Fairbanks Daily News-Miner

 

 

Are Unions Good For Alaska's Villages?

 

 

By GARY MOORE

October 13, 2001

 

 

In March 2000, six tribal governments in the Yukon-Koyukuk Subregion entered into a cooperative agreement with two unions, Laborers Local 942 and Operators Local 302. The unions' intent was to take existing union agreements and make them adaptable to village life and tribes in general.

 

The agreement may set a precedent in the state between unions and tribes so I sought to find out how it was working. Tim Sharp, vice president of the Laborers Union believes the agreement has worked well, benefiting unions through increased membership, while providing tribal governments more control over publicly funded projects in their villages.

 

Before the agreement, most outside contractors went into villages and built projects but hired few locals.
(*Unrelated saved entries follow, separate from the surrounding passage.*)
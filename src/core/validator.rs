//! Request name validation
//!
//! Class and method names come straight from the client. They are checked
//! here before anything is resolved, so untrusted input never reaches a
//! controller factory.

use std::{collections::HashSet, sync::Arc};

use once_cell::sync::Lazy;
use regex::Regex;

static CLASS_NAME: Lazy<Regex> = Lazy::new(|| {
    Regex::new(r"^[A-Za-z_][A-Za-z0-9_]*(?:[.\\][A-Za-z_][A-Za-z0-9_]*)*$")
        .expect("class name pattern is valid")
});

static METHOD_NAME: Lazy<Regex> =
    Lazy::new(|| Regex::new(r"^[A-Za-z_][A-Za-z0-9_]*$").expect("method name pattern is valid"));

/// Predicates on raw class and method names
pub trait NameValidator: Send + Sync {
    fn validate_class(&self, name: &str) -> bool;

    fn validate_method(&self, name: &str) -> bool;
}

/// Identifier based name checks.
///
/// Class names are identifiers joined by `.` or `\`, method names are plain
/// identifiers.
#[derive(Debug, Default, Clone, Copy)]
pub struct PatternValidator;

impl NameValidator for PatternValidator {
    fn validate_class(&self, name: &str) -> bool {
        CLASS_NAME.is_match(name)
    }

    fn validate_method(&self, name: &str) -> bool {
        METHOD_NAME.is_match(name)
    }
}

/// Checks a requested class and method before resolution
#[derive(Clone)]
pub struct RequestValidator {
    names: Arc<dyn NameValidator>,
    protected: HashSet<String>,
}

impl RequestValidator {
    pub fn new(names: Arc<dyn NameValidator>, protected: impl IntoIterator<Item = String>) -> Self {
        Self {
            names,
            protected: protected.into_iter().collect(),
        }
    }

    /// Check a request, returning a diagnostic message on rejection
    pub fn check(&self, class_name: &str, method: &str) -> Result<(), String> {
        if !self.names.validate_class(class_name) {
            return Err(format!("Invalid class name: {class_name}"));
        }
        if !self.names.validate_method(method) {
            return Err(format!("Invalid method name: {method}"));
        }
        if self.protected.contains(method) {
            return Err(format!("Method {class_name}.{method} cannot be called"));
        }
        Ok(())
    }

    pub fn validate(&self, class_name: &str, method: &str) -> bool {
        self.check(class_name, method).is_ok()
    }

    pub fn protected(&self) -> &HashSet<String> {
        &self.protected
    }
}
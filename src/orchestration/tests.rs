//! Tests for the module lifecycle and the request pipeline

use std::{
    collections::HashMap,
    sync::{
        atomic::{AtomicUsize, Ordering},
        Arc, Mutex,
    },
};

use serde_json::json;

use super::*;
use crate::{
    config::{
        ApplicationOptions, LibraryOptions, Options, CLASS_PREFIX, CONTROLLERS_DIRECTORY,
        CONTROLLERS_PROTECTED, JS_APP_MINIFY, JS_APP_URI, REQUEST_URI,
    },
    controller::testing::demo_factory,
    controller::Controller,
    core::{
        container::ServiceContainer,
        context::{Flow, Request},
        error::{ModuleError, ModuleResult},
        status::SetupState,
        traits::{Dispatcher, EventBus},
    },
};

fn init_log() {
    let _ = env_logger::builder().is_test(true).try_init();
}

/// Module with the demo defaults, counting its setup runs
#[derive(Default)]
struct DemoModule {
    setup_calls: AtomicUsize,
    check_calls: AtomicUsize,
    fail_check: bool,
}

impl ModuleSetup for DemoModule {
    fn name(&self) -> &str {
        "demo"
    }

    fn setup(&self, config: &mut ModuleConfig<'_>) -> ModuleResult<()> {
        self.setup_calls.fetch_add(1, Ordering::SeqCst);
        config.set_library_options(LibraryOptions {
            external: false,
            minify: true,
            uri: "/js".to_string(),
            dir: "/var/www/js".to_string(),
        })?;
        config.set_application_options(ApplicationOptions {
            directory: "/app/ajax".to_string(),
            namespace: String::new(),
        })
    }

    fn check(&self, _config: &ModuleConfig<'_>) -> ModuleResult<()> {
        self.check_calls.fetch_add(1, Ordering::SeqCst);
        if self.fail_check {
            return Err(ModuleError::Configuration("check failed".to_string()));
        }
        Ok(())
    }
}

/// Services with an event log and the demo controller class
fn demo_services() -> (ModuleServices, Arc<Mutex<Vec<String>>>) {
    let services = ModuleServices::new();
    services.registry.register_factory("Demo", demo_factory("Demo"));

    let bus = EventRegistry::new();
    let log = Arc::new(Mutex::new(Vec::new()));
    for event in [
        events::PRE_SETUP,
        events::POST_CONFIG,
        events::PRE_CHECK,
        events::POST_SETUP,
    ] {
        let log = log.clone();
        bus.on(event, move |name| log.lock().unwrap().push(name.to_string()));
    }
    let services = ModuleServices {
        events: Arc::new(bus) as Arc<dyn EventBus>,
        ..services
    };
    (services, log)
}

fn demo_module() -> (Arc<Module<DemoModule>>, Arc<Mutex<Vec<String>>>) {
    init_log();
    let (services, log) = demo_services();
    (Arc::new(Module::new(DemoModule::default(), services)), log)
}

#[test]
fn test_setup_runs_once() {
    let (module, log) = demo_module();
    assert_eq!(module.setup_state(), SetupState::Uninitialized);
    assert!(module.response().is_none());

    module.js().unwrap();
    module.css().unwrap();
    module.script(false, false).unwrap();
    module.can_process_request(&Request::default()).unwrap();

    assert!(module.is_setup());
    assert_eq!(module.hooks().setup_calls.load(Ordering::SeqCst), 1);
    assert_eq!(module.hooks().check_calls.load(Ordering::SeqCst), 1);
    assert_eq!(
        *log.lock().unwrap(),
        vec!["pre.setup", "post.config", "pre.check", "post.setup"]
    );
    assert_eq!(module.services().registry.class_dirs().len(), 1);
    assert!(module.response().is_some());
}

#[test]
fn test_setup_from_many_threads() {
    let (module, log) = demo_module();

    let handles: Vec<_> = (0..8)
        .map(|_| {
            let module = module.clone();
            std::thread::spawn(move || module.js().map(|_| ()))
        })
        .collect();
    for handle in handles {
        handle.join().unwrap().unwrap();
    }

    assert_eq!(module.hooks().setup_calls.load(Ordering::SeqCst), 1);
    assert_eq!(log.lock().unwrap().len(), 4);
}

#[test]
fn test_defaults_never_override() {
    init_log();
    let (services, _) = demo_services();
    services
        .options
        .set_option(JS_APP_URI, json!("https://cdn.example.com/js"));
    let app_config = Options::new();
    app_config.set_option(CONTROLLERS_DIRECTORY, json!("/custom/ajax"));

    let module = Module::new(DemoModule::default(), services).with_app_config(app_config);
    module.setup().unwrap();

    let options = module.options();
    assert_eq!(options.get_str(JS_APP_URI, ""), "https://cdn.example.com/js");
    assert!(options.get_bool(JS_APP_MINIFY, false));
    assert_eq!(options.get_str(REQUEST_URI, ""), "jaxon");
    assert_eq!(
        module.app_config().get_str(CONTROLLERS_DIRECTORY, ""),
        "/custom/ajax"
    );
    assert_eq!(
        module.services().registry.class_dirs()[0].directory,
        "/custom/ajax"
    );
}

#[test]
fn test_partial_defaults_are_not_merged() {
    struct LibraryOnly;

    impl ModuleSetup for LibraryOnly {
        fn name(&self) -> &str {
            "library-only"
        }

        fn setup(&self, config: &mut ModuleConfig<'_>) -> ModuleResult<()> {
            config.set_library_options(LibraryOptions {
                uri: "/js".to_string(),
                ..Default::default()
            })
        }
    }

    init_log();
    let module = Module::new(LibraryOnly, ModuleServices::new());
    module.setup().unwrap();

    assert!(!module.options().has_option(JS_APP_URI));
    assert!(!module.options().has_option(REQUEST_URI));
    assert!(module.services().registry.class_dirs().is_empty());
}

#[test]
fn test_protected_methods_accumulate() {
    init_log();
    let (services, _) = demo_services();
    let app_config = Options::new();
    app_config.set_option(CONTROLLERS_PROTECTED, json!(["foo", "init"]));

    let module = Module::new(DemoModule::default(), services).with_app_config(app_config);
    module.setup().unwrap();

    let protected = module.validator.get().unwrap().protected();
    for method in ["foo", "init", "request", "call"] {
        assert!(protected.contains(method), "{method} should be protected");
    }
    assert!(!protected.contains("hello"));

    let dir = &module.services().registry.class_dirs()[0];
    assert_eq!(dir.protected.iter().filter(|m| *m == "init").count(), 1);
    assert_eq!(dir.protected[0], "foo");
}

#[test]
fn test_failed_setup_can_be_retried() {
    init_log();
    let (services, log) = demo_services();
    let module = Module::new(
        DemoModule {
            fail_check: true,
            ..Default::default()
        },
        services,
    );

    let err = module.js().unwrap_err();
    assert!(matches!(err, ModuleError::Configuration(_)));
    assert_eq!(module.setup_state(), SetupState::Uninitialized);
    assert_eq!(*log.lock().unwrap(), vec!["pre.setup", "post.config", "pre.check"]);

    assert!(module.js().is_err());
    assert_eq!(module.hooks().setup_calls.load(Ordering::SeqCst), 2);
}

#[test]
fn test_invalid_defaults_fail_setup() {
    struct EmptyUri;

    impl ModuleSetup for EmptyUri {
        fn name(&self) -> &str {
            "empty-uri"
        }

        fn setup(&self, config: &mut ModuleConfig<'_>) -> ModuleResult<()> {
            config.set_library_options(LibraryOptions::default())
        }
    }

    init_log();
    let module = Module::new(EmptyUri, ModuleServices::new());
    assert!(matches!(module.setup(), Err(ModuleError::Validation(_))));
    assert!(!module.is_setup());
}

#[test]
fn test_module_registration_in_container() {
    init_log();
    let container = Arc::new(ServiceContainer::new());

    let base = Module::new(
        DefaultModule,
        ModuleServices {
            container: container.clone(),
            ..ModuleServices::new()
        },
    );
    base.setup().unwrap();
    assert_eq!(container.module_name(), None);

    let (services, _) = demo_services();
    let demo = Module::new(
        DemoModule::default(),
        ModuleServices {
            container: container.clone(),
            ..services
        },
    );
    demo.setup().unwrap();
    assert_eq!(container.module_name().as_deref(), Some("demo"));
}

#[test]
fn test_controller_initialized_once() {
    let (module, _) = demo_module();
    let init_calls = Arc::new(AtomicUsize::new(0));
    let counter = init_calls.clone();
    module.on_init(move |_| {
        counter.fetch_add(1, Ordering::SeqCst);
    });

    let first = module.controller("Demo").unwrap().unwrap();
    let second = module.controller("Demo").unwrap().unwrap();
    assert!(Arc::ptr_eq(&first, &second));
    assert_eq!(init_calls.load(Ordering::SeqCst), 1);

    let response = module.response().unwrap();
    assert!(Arc::ptr_eq(&first.response().unwrap(), &response));

    module.process_request(&Request::new("Demo", "hello")).unwrap();
    assert_eq!(init_calls.load(Ordering::SeqCst), 1);
}

#[test]
fn test_explicit_registration_initializes_on_use() {
    let (module, _) = demo_module();

    let controller = module.register_class("Demo", json!({})).unwrap();
    assert!(!controller.state().is_initialized());

    let resolved = module.controller("Demo").unwrap().unwrap();
    assert!(Arc::ptr_eq(&controller, &resolved));
    assert!(resolved.state().is_initialized());

    assert!(matches!(
        module.register_class("Missing", json!({})),
        Err(ModuleError::NotFound(_))
    ));
    assert!(module.controller("Missing").unwrap().is_none());
}

#[test]
fn test_register_configured_classes() {
    let (module, _) = demo_module();
    assert_eq!(module.register().unwrap(), 1);
    assert!(module
        .services()
        .registry
        .get_registered_object("Demo")
        .is_some());
}

#[test]
fn test_hello_request() {
    let (module, _) = demo_module();
    let order = Arc::new(Mutex::new(Vec::new()));

    let before = order.clone();
    module.on_before(move |_, controller, method| {
        before
            .lock()
            .unwrap()
            .push(format!("before {}.{method}", controller.class_name()));
        Flow::Continue
    });
    let after = order.clone();
    module.on_after(move |response, _, method| {
        after
            .lock()
            .unwrap()
            .push(format!("after {method} ({} commands)", response.len()));
    });

    let params = HashMap::from([
        ("jxncls".to_string(), "Demo".to_string()),
        ("jxnmthd".to_string(), "hello".to_string()),
        ("jxnargs".to_string(), r#"["world"]"#.to_string()),
    ]);
    let request = Request::from_params(&params);
    assert!(module.can_process_request(&request).unwrap());

    let response = module.process_request(&request).unwrap();
    let commands = response.commands();
    assert_eq!(commands.len(), 1);
    assert_eq!(commands[0].cmd, "as");
    assert_eq!(commands[0].data["value"], "Hello world");
    assert_eq!(
        *order.lock().unwrap(),
        vec!["before Demo.hello", "after hello (1 commands)"]
    );
}

#[test]
fn test_before_callback_aborts() {
    let (module, _) = demo_module();
    let after_calls = Arc::new(AtomicUsize::new(0));
    let counter = after_calls.clone();

    module.on_before(|response, _, _| {
        response.alert("Not allowed");
        Flow::Abort
    });
    module.on_after(move |_, _, _| {
        counter.fetch_add(1, Ordering::SeqCst);
    });

    let response = module.process_request(&Request::new("Demo", "hello")).unwrap();
    let commands = response.commands();
    assert_eq!(commands.len(), 1);
    assert_eq!(commands[0].cmd, "al");
    assert_eq!(after_calls.load(Ordering::SeqCst), 0);
    assert!(module.active.lock().unwrap().is_none());
}

#[test]
fn test_invalid_class_is_never_resolved() {
    let (module, _) = demo_module();
    let messages = Arc::new(Mutex::new(Vec::new()));
    let sink = messages.clone();
    module.on_invalid(move |_, message| sink.lock().unwrap().push(message.to_string()));
    let before_calls = Arc::new(AtomicUsize::new(0));
    let counter = before_calls.clone();
    module.on_before(move |_, _, _| {
        counter.fetch_add(1, Ordering::SeqCst);
        Flow::Continue
    });

    let registry = module.services().registry.clone();
    let calls = registry.registration_calls();
    module.process_request(&Request::new("../Evil", "run")).unwrap();

    assert_eq!(registry.registration_calls(), calls);
    assert_eq!(before_calls.load(Ordering::SeqCst), 0);
    assert_eq!(*messages.lock().unwrap(), vec!["Invalid class name: ../Evil"]);
}

#[test]
fn test_protected_and_unknown_targets_are_invalid() {
    let (module, _) = demo_module();
    let messages = Arc::new(Mutex::new(Vec::new()));
    let sink = messages.clone();
    module.on_invalid(move |_, message| sink.lock().unwrap().push(message.to_string()));

    module.process_request(&Request::new("Demo", "init")).unwrap();
    module.process_request(&Request::new("Unknown", "hello")).unwrap();
    module.process_request(&Request::new("Demo", "missing")).unwrap();

    assert_eq!(
        *messages.lock().unwrap(),
        vec![
            "Method Demo.init cannot be called",
            "Unable to find controller Unknown",
            "Method Demo.missing is not exported",
        ]
    );
}

#[test]
fn test_error_without_callback_is_returned() {
    let (module, _) = demo_module();
    let err = module
        .process_request(&Request::new("Demo", "fail"))
        .err()
        .unwrap();
    assert!(matches!(err, ModuleError::Execution(_)));
}

#[test]
fn test_error_callback_absorbs_fault() {
    let (module, _) = demo_module();
    let after_calls = Arc::new(AtomicUsize::new(0));
    let counter = after_calls.clone();
    module.on_after(move |_, _, _| {
        counter.fetch_add(1, Ordering::SeqCst);
    });
    module.on_error(|response, fault| response.debug(&fault.to_string()));

    let response = module.process_request(&Request::new("Demo", "fail")).unwrap();
    let commands = response.commands();
    assert_eq!(commands.len(), 1);
    assert_eq!(commands[0].cmd, "dbg");
    assert_eq!(after_calls.load(Ordering::SeqCst), 0);
}

#[test]
fn test_request_without_target_is_ignored() {
    let (module, _) = demo_module();
    let request = Request {
        class: Some("Demo".to_string()),
        ..Default::default()
    };
    assert!(!module.can_process_request(&request).unwrap());

    let response = module.process_request(&request).unwrap();
    assert!(response.is_empty());
}

#[test]
fn test_request_factory() {
    let (module, _) = demo_module();

    let factory = module.request("Demo").unwrap().unwrap();
    assert_eq!(factory.call("hello", &[json!("you")]), r#"JaxonDemo.hello("you")"#);
    assert!(module.request("Unknown").unwrap().is_none());

    let (services, _) = demo_services();
    services.options.set_option(CLASS_PREFIX, json!("App"));
    let module = Module::new(DemoModule::default(), services);
    assert_eq!(module.request("Demo").unwrap().unwrap().js_class(), "AppDemo");
}

#[test]
fn test_module_is_dropped_after_processing() {
    let (module, _) = demo_module();
    let dispatcher = module.services().dispatcher.clone();
    module.process_request(&Request::new("Demo", "hello")).unwrap();

    let weak = Arc::downgrade(&module);
    drop(module);
    assert!(weak.upgrade().is_none());
    // Handlers outlive the module without keeping it alive
    dispatcher.process_request(&Request::new("Demo", "hello")).unwrap();
}

#[test]
fn test_view_and_session_services() {
    let (module, _) = demo_module();
    assert!(module.view().is_none());

    module.set_view(|_| crate::utils::template::Template::new("/srv/templates"));
    module.set_session(|_| crate::core::container::Session::new());

    let view = module.view().unwrap();
    assert!(view.has_namespace("jaxon"));
    assert!(Arc::ptr_eq(&view, &module.view().unwrap()));

    module.session().unwrap().set("user", json!("ana"));
    assert_eq!(module.session().unwrap().get("user"), Some(json!("ana")));
}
When locals were hired, most were paid low wages with few benefits, no training, no pension and they were often the first to be laid off, said Sharp.

 

In speaking with Y-K village officials, I found consensus among them that the agreement is working. Teresa Clark of Yukaana Corp. in Galena said, "I like the fact that, if necessary, a village worker can be employed as an equipment operator or laborer without being penalized."

 

Buddy Brown, attorney for Tanana Chiefs Conference, the Interior regional Native nonprofit, assisted Y-K tribes in negotiating and drafting the agreement with the two unions.

 

"We sought to incorporate unique employment factors into the agreement because villages may have a sewer system going in one year and a building construction project the next," Brown said. "Without flexibility in the agreement, village workers would likely not get in their annual 250-hour work minimum, a requirement if village workers are to ever draw a pension."

 

Also unique is TCC's Employment and Training Department, which assists the unions by monitoring Indian preference in employment, training and contracting on Y-K Subregion village projects. Indian preference is permitted on publicly funded projects under Tribal Employment Rights Ordinances, which is recognized under various federal labor laws.

 

Mickey Stickman, first chief of Nulato Tribal Council, said the agreement has helped his village be more self-sufficient.

 

"We are now building our own HUD homes. Many people from our village and others are better prepared to work in these jobs because of on-going training offered through the unions," Stickman said.

 

Per the agreement, village workers pay 2 to 3 percent of their wages to a union. After five years they are fully vested. In years past, village workers were required to work 10 years to reach that goal. Once vested, a worker is guaranteed monthly payments upon retirement. Payment amounts depend on a worker's rate of pay, years worked and the rate of return on the union's pension plan investments.

 

Tribal governments not involved in this agreement have other views on bringing unions into their areas. Evon Peter, chief of Arctic Village, said his village is undecided about the issue.

 

"The downside is that we would forfeit some control, but right now we don't have the resources or ability to provide training, benefits, or connections to jobs that unions are able to provide for our people, so going union may not be a bad idea," Peter said.

 

Bill Miller, president of Dot Lake Village Council, won't consider the idea for his village. "Unions are great for individual workers, but not for village administrators," Miller said, adding that he has concerns that paying village workers union wages could hinder his ability to finish a project.

 

Laborer's Vice President Sharp said that is not necessarily the case.

 

"If a village is running their own project, they would not necessarily have to pay Davis-Bacon wages under a union agreement, which may appear high when compared with wages some villages currently pay their laborers and operators," he said.

 

Unions and tribes working together is still in its infancy, but the Y-K agreement appears to be a good model. However, the real measure of success will be determined 20 years from now when we see how many village residents are reaping the benefits of a union pension.

 

Gary Moore is a political columnist who writes regularly for the News-Miner on Native and rural Alaska issues.